I started to lack the pretentiousness that hovers on the air from the shores down to the sky-breakers, and I believe this to be so if at all, only because of my tempative obsession with my own death and the funerals of others. I sketch our speeches back then, organize the people and arrange flowers in advance, think of the proper locations and who the guests might be, as though one couldn't indulge himself in anything but this. This lack of pretentiousness didn't make me so happy, but at the bottom of my desires something older and wiser rested. I had decided to undertake no other concerns but my own so that eventually I slept on the sand while the furtive seekers gathered around our tent and only in forsaking what I had somehow craved so much for, I could experience a little freedom - just enough as to be able to return. I did think of how interesting it could have been then to sit idly and flatter with the gentleman then, or how much pleasure I could have taken in trying to force my past upon myself once again - from the Phoebus to the fratricide, but my energy to live such, just like hope, vanished with the blink of a second and then the nunc stans was broken again! And who would really bother to put it together now? I guess I developed different attitudes toward beauty, and the broken nunc stans is one of them.

Lastly the old friends and the Christian woman, trying to live as though I had never betrayed them in my mind. And endless scotch just for the sake of reminding oneself to be in a party and not congregating. But this is not what made be blissful, but rather the idiotic alternatives. I could sip down the glasses as though one had to choose poison himself and it was no longer entertaining. I seem to be drunk enough from living this way, free of sin and free of destination - other than contingency. I have no pivotal need to escape reality, for I can easily escape my own person and in this irreal world I think all the possible entertainment can be contained and marketed outside the theatres. There's also the issue of not being a teen no more, so that everything can eventually poison you, and there's no need to help God with his job.
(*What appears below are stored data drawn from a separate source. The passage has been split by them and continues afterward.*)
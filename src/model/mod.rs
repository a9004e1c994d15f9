//! Domain models shared by the workflows, the record store, and the bot layer.
//!
//! Persisted types implement [`collection::Document`] and are stored whole; the rest
//! describe invocations and outbound notifications. Nothing here touches Discord types,
//! conversion happens in `bot/`.

pub mod bonus;
pub mod candidate;
pub mod collection;
pub mod feedback;
pub mod incident;
pub mod invoker;
pub mod moderation;
pub mod no_show;
pub mod notification;
pub mod draft_sweep;
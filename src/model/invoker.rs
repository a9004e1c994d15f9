/// The member who invoked a command.
///
/// Roles are looked up from Discord on every invocation, never cached between
/// commands, so a revoked role takes effect immediately.
#[derive(Debug, Clone, PartialEq, Eq)]
pub struct Invoker {
    pub user_id: u64,
    pub display_name: String,
    pub role_ids: Vec<u64>,
    /// Channel the command was invoked from.
    pub channel_id: u64,
}

impl Invoker {
    pub fn has_any_role(&self, roles: &[u64]) -> bool {
        roles.iter().any(|r| self.role_ids.contains(r))
    }

    pub fn mention(&self) -> String {
        format!("<@{}>", self.user_id)
    }
}
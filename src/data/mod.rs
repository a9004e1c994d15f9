//! Database repository layer.
//!
//! Repositories use SeaORM entity models internally and stay free of domain logic; the
//! record store in [`crate::service::store`] turns rows into typed documents.

pub mod document;

#[cfg(test)]
mod test;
In practice one can damage himself better than any sadist would - because you know your broken rib even before you knew about it and could spend all the time in the world dissecting it, so that one needs nobody else to help him, no poison to improve the solubility of the problem. The drinking doesn't seem to help no more, because the living has overwritten it already so that I've just quit in the thick mood of boredom. I have enough will and introspection as to hurt myself really badly, not that I want to do it, otherwise I wouldn't be so obssessed with dying. I don't need any helpers here, and for a change I think I'll dedicate myself to write philosophy and trouble myself with people. With what else could I be troubled? With the world and history? Well yes, of course... but this only means one thing: plurality. I keep betraying friends and dreams, intimately devouring my own ficticious characters and unliving them if for the sake of curiosity. I think I'll try to work on my French again this week.